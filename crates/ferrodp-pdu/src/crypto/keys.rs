//! Key derivation and MAC generation for standard RDP security
//! ([MS-RDPBCGR] 5.3.4, 5.3.5, 5.3.6, 5.3.7).

use md5::{Digest as _, Md5};
use sha1::Sha1;

use super::rc4::Rc4;

pub const RANDOM_SIZE: usize = 32;
pub const PREMASTER_SECRET_SIZE: usize = 48;
pub const SESSION_KEY_BLOB_SIZE: usize = 48;
pub const MAC_SIZE: usize = 16;
pub const MAC_DATA_SIZE: usize = 8;

const PAD1: [u8; 40] = [0x36; 40];
const PAD2: [u8; 48] = [0x5C; 48];

/// Salt bytes overwriting the head of reduced-strength keys.
const SALT_40BIT: [u8; 3] = [0xD1, 0x26, 0x9E];
const SALT_56BIT: [u8; 1] = [0xD1];

/// `SaltedHash(S, I) = MD5(S || SHA1(I || S || ClientRandom || ServerRandom))`
fn salted_hash(salt: &[u8], input: &[u8], client_random: &[u8], server_random: &[u8]) -> [u8; 16] {
    let mut sha1 = Sha1::new();
    sha1.update(input);
    sha1.update(salt);
    sha1.update(client_random);
    sha1.update(server_random);
    let sha1_digest = sha1.finalize();

    let mut md5 = Md5::new();
    md5.update(salt);
    md5.update(sha1_digest);
    md5.finalize().into()
}

/// `MasterSecret = PreMasterHash("A") || PreMasterHash("BB") || PreMasterHash("CCC")`
pub fn master_secret(premaster_secret: &[u8], client_random: &[u8], server_random: &[u8]) -> [u8; 48] {
    let mut output = [0u8; 48];
    output[0..16].copy_from_slice(&salted_hash(premaster_secret, b"A", client_random, server_random));
    output[16..32].copy_from_slice(&salted_hash(premaster_secret, b"BB", client_random, server_random));
    output[32..48].copy_from_slice(&salted_hash(premaster_secret, b"CCC", client_random, server_random));
    output
}

/// `SessionKeyBlob = MasterHash("A") || MasterHash("BB") || MasterHash("CCC")`
pub fn session_key_blob(master_secret: &[u8], client_random: &[u8], server_random: &[u8]) -> [u8; 48] {
    let mut output = [0u8; 48];
    output[0..16].copy_from_slice(&salted_hash(master_secret, b"A", client_random, server_random));
    output[16..32].copy_from_slice(&salted_hash(master_secret, b"BB", client_random, server_random));
    output[32..48].copy_from_slice(&salted_hash(master_secret, b"CCC", client_random, server_random));
    output
}

/// `MacSaltKey = First128Bits(SessionKeyBlob)`
pub fn mac_salt_key(session_key_blob: &[u8]) -> [u8; 16] {
    session_key_blob[0..16].try_into().expect("16-byte slice")
}

/// `LicensingEncryptionKey = MD5(Second128Bits(SessionKeyBlob) || ClientRandom || ServerRandom)`
pub fn licensing_encryption_key(session_key_blob: &[u8], client_random: &[u8], server_random: &[u8]) -> [u8; 16] {
    let mut md5 = Md5::new();
    md5.update(&session_key_blob[16..32]);
    md5.update(client_random);
    md5.update(server_random);
    md5.finalize().into()
}

/// `FinalHash(K) = MD5(K || ClientRandom || ServerRandom)`
fn final_hash(key: &[u8], client_random: &[u8], server_random: &[u8]) -> [u8; 16] {
    let mut md5 = Md5::new();
    md5.update(key);
    md5.update(client_random);
    md5.update(server_random);
    md5.finalize().into()
}

/// The negotiated non-FIPS key strength.
#[derive(Debug, Copy, Clone, PartialEq, Eq)]
pub enum KeyStrength {
    Bits40,
    Bits56,
    Bits128,
}

impl KeyStrength {
    /// Effective RC4 key length in bytes.
    pub fn key_len(self) -> usize {
        match self {
            Self::Bits40 | Self::Bits56 => 8,
            Self::Bits128 => 16,
        }
    }

    /// Overwrites the key head with the well-known salt of the reduced
    /// strengths; no-op for 128-bit keys.
    pub fn apply_salt(self, key: &mut [u8]) {
        match self {
            Self::Bits40 => key[..SALT_40BIT.len()].copy_from_slice(&SALT_40BIT),
            Self::Bits56 => key[..SALT_56BIT.len()].copy_from_slice(&SALT_56BIT),
            Self::Bits128 => {}
        }
    }
}

/// The non-FIPS session keys of [MS-RDPBCGR] 5.3.5.1, from the client's
/// point of view.
#[derive(Clone)]
pub struct SessionKeys {
    pub mac_key: Vec<u8>,
    pub encrypt_key: Vec<u8>,
    pub decrypt_key: Vec<u8>,
}

pub fn session_keys(
    premaster_secret: &[u8],
    client_random: &[u8],
    server_random: &[u8],
    strength: KeyStrength,
) -> SessionKeys {
    let master = master_secret(premaster_secret, client_random, server_random);
    let blob = session_key_blob(&master, client_random, server_random);

    let mut mac_key = blob[0..16].to_vec();
    // Client decrypt key = InitialServerEncryptKey, client encrypt key =
    // InitialServerDecryptKey.
    let mut decrypt_key = final_hash(&blob[16..32], client_random, server_random).to_vec();
    let mut encrypt_key = final_hash(&blob[32..48], client_random, server_random).to_vec();

    let key_len = strength.key_len();
    mac_key.truncate(key_len);
    encrypt_key.truncate(key_len);
    decrypt_key.truncate(key_len);

    strength.apply_salt(&mut mac_key);
    strength.apply_salt(&mut encrypt_key);
    strength.apply_salt(&mut decrypt_key);

    SessionKeys {
        mac_key,
        encrypt_key,
        decrypt_key,
    }
}

/// The RDP MAC over a payload ([MS-RDPBCGR] 5.3.6.1), full 16-byte form as
/// used by licensing.
pub fn mac_data(mac_salt_key: &[u8], data: &[u8]) -> [u8; MAC_SIZE] {
    let length = (data.len() as u32).to_le_bytes();

    let mut sha1 = Sha1::new();
    sha1.update(mac_salt_key);
    sha1.update(PAD1);
    sha1.update(length);
    sha1.update(data);
    let sha1_digest = sha1.finalize();

    let mut md5 = Md5::new();
    md5.update(mac_salt_key);
    md5.update(PAD2);
    md5.update(sha1_digest);
    md5.finalize().into()
}

/// The 8-byte data signature placed in the security header.
///
/// With `salted_count` set, the running encryption counter is mixed in (the
/// "salted MAC" negotiated through the secure-checksum capability).
pub fn mac_signature(mac_key: &[u8], data: &[u8], salted_count: Option<u32>) -> [u8; MAC_DATA_SIZE] {
    let length = (data.len() as u32).to_le_bytes();

    let mut sha1 = Sha1::new();
    sha1.update(mac_key);
    sha1.update(PAD1);
    sha1.update(length);
    sha1.update(data);
    if let Some(count) = salted_count {
        sha1.update(count.to_le_bytes());
    }
    let sha1_digest = sha1.finalize();

    let mut md5 = Md5::new();
    md5.update(mac_key);
    md5.update(PAD2);
    md5.update(sha1_digest);
    let digest: [u8; 16] = md5.finalize().into();

    digest[..MAC_DATA_SIZE].try_into().expect("8-byte slice")
}

/// The key-update function of [MS-RDPBCGR] 5.3.7, applied after 4096
/// encryptions or decryptions.
pub fn update_key(initial_key: &[u8], current_key: &[u8], strength: KeyStrength) -> Vec<u8> {
    let mut sha1 = Sha1::new();
    sha1.update(initial_key);
    sha1.update(PAD1);
    sha1.update(current_key);
    let sha1_digest = sha1.finalize();

    let mut md5 = Md5::new();
    md5.update(initial_key);
    md5.update(PAD2);
    md5.update(sha1_digest);
    let temp_key: [u8; 16] = md5.finalize().into();

    let key_len = strength.key_len();
    let mut new_key = Rc4::new(&temp_key[..key_len]).process(&temp_key[..key_len]);
    strength.apply_salt(&mut new_key);

    new_key
}

#[cfg(test)]
mod tests {
    use super::*;

    fn fixed_randoms() -> ([u8; RANDOM_SIZE], [u8; RANDOM_SIZE]) {
        ([0x00; RANDOM_SIZE], [0x01; RANDOM_SIZE])
    }

    // Fixed vectors for the [MS-RDPBCGR] 5.3.5 derivation chain with
    // ClientRandom = 0x00 repeated (32 bytes), ServerRandom = 0x01 repeated
    // (32 bytes) and PreMasterSecret = First192Bits(ClientRandom) ||
    // First192Bits(ServerRandom) per 5.3.4.

    const MASTER_SECRET: [u8; 48] = [
        0x02, 0x8D, 0x73, 0x07, 0x66, 0x5E, 0x5E, 0x30,
        0xCE, 0xD4, 0xC7, 0xB3, 0x0C, 0xF8, 0x79, 0x79,
        0xE0, 0x1F, 0xAB, 0xCC, 0xD5, 0xB8, 0xB7, 0x0C,
        0x33, 0x35, 0xAA, 0x7C, 0xD1, 0xAD, 0x28, 0xE1,
        0xB4, 0x46, 0x52, 0xF7, 0xDF, 0x16, 0x7F, 0xE8,
        0x30, 0x2E, 0xFC, 0xC9, 0x01, 0x0F, 0xB6, 0x86,
    ];

    const SESSION_KEY_BLOB: [u8; 48] = [
        0xDB, 0x92, 0xB4, 0xF3, 0xE4, 0xE9, 0x97, 0x99,
        0xA2, 0x2D, 0x0F, 0x8C, 0xBE, 0x00, 0xDE, 0x67,
        0x8B, 0xB7, 0x6F, 0x86, 0xA5, 0x60, 0x01, 0x64,
        0x05, 0xDB, 0x61, 0xA1, 0xE8, 0x2B, 0x7C, 0xEB,
        0xC5, 0x10, 0x8D, 0x60, 0x45, 0x70, 0x1D, 0x84,
        0xD4, 0xB2, 0x2C, 0x31, 0x5A, 0x70, 0xEF, 0x35,
    ];

    const MAC_SALT_KEY: [u8; 16] = [
        0xDB, 0x92, 0xB4, 0xF3, 0xE4, 0xE9, 0x97, 0x99,
        0xA2, 0x2D, 0x0F, 0x8C, 0xBE, 0x00, 0xDE, 0x67,
    ];

    const LICENSING_ENCRYPTION_KEY: [u8; 16] = [
        0x6E, 0x10, 0x79, 0xE0, 0x38, 0x63, 0xAF, 0x75,
        0x4A, 0x03, 0x12, 0xFA, 0x27, 0x7E, 0x3A, 0x35,
    ];

    #[test]
    fn derivation_matches_the_fixed_vectors() {
        let (client_random, server_random) = fixed_randoms();

        let mut premaster = [0u8; PREMASTER_SECRET_SIZE];
        premaster[..24].copy_from_slice(&client_random[..24]);
        premaster[24..].copy_from_slice(&server_random[..24]);

        let master = master_secret(&premaster, &client_random, &server_random);
        assert_eq!(master, MASTER_SECRET);

        let blob = session_key_blob(&master, &client_random, &server_random);
        assert_eq!(blob, SESSION_KEY_BLOB);

        assert_eq!(mac_salt_key(&blob), MAC_SALT_KEY);

        let license_key = licensing_encryption_key(&blob, &client_random, &server_random);
        assert_eq!(license_key, LICENSING_ENCRYPTION_KEY);
    }

    #[test]
    fn reduced_strength_keys_carry_the_salt() {
        let (client_random, server_random) = fixed_randoms();
        let premaster = [0x03u8; PREMASTER_SECRET_SIZE];

        let keys40 = session_keys(&premaster, &client_random, &server_random, KeyStrength::Bits40);
        assert_eq!(keys40.encrypt_key.len(), 8);
        assert_eq!(&keys40.encrypt_key[..3], &[0xD1, 0x26, 0x9E]);

        let keys56 = session_keys(&premaster, &client_random, &server_random, KeyStrength::Bits56);
        assert_eq!(keys56.encrypt_key.len(), 8);
        assert_eq!(keys56.encrypt_key[0], 0xD1);

        let keys128 = session_keys(&premaster, &client_random, &server_random, KeyStrength::Bits128);
        assert_eq!(keys128.encrypt_key.len(), 16);
    }

    #[test]
    fn update_key_changes_the_key_and_keeps_length() {
        let initial = [0x11u8; 16];
        let current = [0x22u8; 16];

        let updated = update_key(&initial, &current, KeyStrength::Bits128);
        assert_eq!(updated.len(), 16);
        assert_ne!(updated.as_slice(), current.as_slice());

        // Deterministic: the peer performs the same computation.
        assert_eq!(updated, update_key(&initial, &current, KeyStrength::Bits128));
    }

    #[test]
    fn mac_signature_salted_variant_differs() {
        let key = [0x55u8; 16];
        let data = b"some protected payload";

        let plain = mac_signature(&key, data, None);
        let salted = mac_signature(&key, data, Some(1));
        assert_ne!(plain, salted);
    }
}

### [TASK TO CARRY OUT]
Count lines above with the word "derive". Give the number only.

### [ANSWER TO THE PROBLEM]
2